I find it comforting to fantasize without having a measuring stick behind me, ready to judge my thoughts. Of course, I am the first to bring out that measuring stick. I am the one who has all sorts of opinions about my thoughts. Was this thought okay? I am never truly free in my thoughts because there is a memorable self, a shadow I will never lose, constantly judging me.


So it is with my secrets. I try to hide them a bit from this inner critic, to shield them from the wind. Is that possible? Can we have secrets from you? I believe it is possible. We are that complex. In our minds, we can have secrets from our critics.

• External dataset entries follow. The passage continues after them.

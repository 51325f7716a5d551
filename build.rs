use std::path::{Path, PathBuf};
use std::process::Command;

const MAX_LINES: usize = 750;

const CHECKED_EXTENSIONS: &[&str] = &["rs", "yaml", "toml"];

const CHECKED_ROOTS: &[&str] = &["src"];

fn main() {
    println!("cargo:rerun-if-changed=.git/HEAD");
    println!("cargo:rerun-if-changed=.git/refs/heads/main");
    println!("cargo:rerun-if-changed=.git/packed-refs");

    let sha = Command::new("git")
        .args(["rev-parse", "HEAD"])
        .output()
        .ok()
        .and_then(|output| {
            if output.status.success() {
                String::from_utf8(output.stdout)
                    .ok()
                    .map(|s| s.trim().to_string())
            } else {
                None
            }
        })
        .unwrap_or_else(|| "unknown".to_string());

    println!("cargo:rustc-env=STUDY_COMPANION_GIT_SHA={}", sha);

    let version = std::env::var("CARGO_PKG_VERSION").unwrap_or_default();
    let short_sha: String = sha.chars().take(8).collect();
    println!(
        "cargo:rustc-env=STUDY_COMPANION_VERSION={} ({})",
        version, short_sha
    );

    enforce_line_limits();
    enforce_no_dead_code_allows();
}

fn enforce_line_limits() {
    let manifest_dir = std::env::var("CARGO_MANIFEST_DIR").expect("CARGO_MANIFEST_DIR must be set");
    let root = PathBuf::from(&manifest_dir);

    let files = collect_files_to_check(&root);

    for file in &files {
        println!("cargo:rerun-if-changed={}", file.display());
    }

    let mut violations = Vec::new();
    for file in &files {
        match count_lines(file) {
            Ok(line_count) if line_count > MAX_LINES => {
                let rel_path = file.strip_prefix(&root).unwrap_or(file);
                violations.push((rel_path.to_path_buf(), line_count));
            }
            Ok(_) => {}
            Err(e) => {
                let rel_path = file.strip_prefix(&root).unwrap_or(file);
                println!(
                    "cargo:warning=Could not read file {}: {}",
                    rel_path.display(),
                    e
                );
            }
        }
    }

    if !violations.is_empty() {
        eprintln!("\n========================================");
        eprintln!("FILE LINE LIMIT EXCEEDED (max {} lines)", MAX_LINES);
        eprintln!("========================================");
        for (path, lines) in &violations {
            eprintln!(
                "  {} - {} lines (exceeds by {})",
                path.display(),
                lines,
                lines - MAX_LINES
            );
        }
        eprintln!("========================================\n");
        panic!(
            "Build failed: {} file(s) exceed the {} line limit",
            violations.len(),
            MAX_LINES
        );
    }
}

fn collect_files_to_check(root: &Path) -> Vec<PathBuf> {
    let mut files = Vec::new();
    for dir in CHECKED_ROOTS {
        walk_directory(&root.join(dir), &mut files);
    }
    files
}

fn walk_directory(dir: &Path, files: &mut Vec<PathBuf>) {
    let entries = match std::fs::read_dir(dir) {
        Ok(e) => e,
        Err(_) => return,
    };

    for entry in entries.flatten() {
        let path = entry.path();
        if path.is_dir() {
            walk_directory(&path, files);
        } else if should_check_file(&path) {
            files.push(path);
        }
    }
}

fn should_check_file(path: &Path) -> bool {
    path.extension()
        .and_then(|e| e.to_str())
        .is_some_and(|ext| CHECKED_EXTENSIONS.contains(&ext))
}

fn count_lines(path: &Path) -> std::io::Result<usize> {
    let content = std::fs::read_to_string(path)?;
    Ok(content
        .lines()
        .filter(|line| !line.trim().is_empty())
        .count())
}

fn enforce_no_dead_code_allows() {
    let manifest_dir = std::env::var("CARGO_MANIFEST_DIR").expect("CARGO_MANIFEST_DIR must be set");
    let root = PathBuf::from(&manifest_dir);

    let rust_files: Vec<PathBuf> = collect_files_to_check(&root)
        .into_iter()
        .filter(|p| p.extension().and_then(|e| e.to_str()) == Some("rs"))
        .collect();

    let mut violations: Vec<(PathBuf, usize)> = Vec::new();

    for file in &rust_files {
        if let Ok(content) = std::fs::read_to_string(file) {
            for (line_num, line) in content.lines().enumerate() {
                let trimmed = line.trim();
                if (trimmed.starts_with("#[allow(") || trimmed.starts_with("#![allow("))
                    && trimmed.contains("dead_code")
                {
                    let rel_path = file.strip_prefix(&root).unwrap_or(file).to_path_buf();
                    violations.push((rel_path, line_num + 1));
                }
            }
        }
    }

    if !violations.is_empty() {
        eprintln!("\n========================================");
        eprintln!("#[allow(dead_code)] IS NOT ALLOWED");
        eprintln!("========================================");
        for (path, line_num) in &violations {
            eprintln!("  {}:{}", path.display(), line_num);
        }
        eprintln!("========================================\n");
        panic!(
            "Build failed: {} #[allow(dead_code)] occurrence(s) found. Remove the dead code.",
            violations.len()
        );
    }
}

For example, I play a game with pavement tiles. I walk and follow the pattern, avoiding the cracks. I am only for the centre of the tiles, not halfway or partially, but precisely in the middle. There, we have such a thought: an obsessive-compulsive thought. But when is something just a thought, and when is it an obsessive-compulsive thought? How do we distinguish that within ourselves, and when? Perhaps all our thoughts are obsessive-compulsive thoughts. After all, it's almost impossible not to think.


Today, I tried an exercise: breathing consciously twenty times. Did I succeed? No! Countless times, I drifted away. Sometimes, I was one and a half breaths further, or I even forgot which breath I was on. You could call the exercise a forced thought. Other thoughts sometimes weave through it. You're breathing, you know you're breathing, and yet another thought plays through your mind. Simultaneously! But then, the strange thing is, I quickly think about which one is the forced thought. The thought of conscious breathing or the thought that sneaks between the bars of the fence?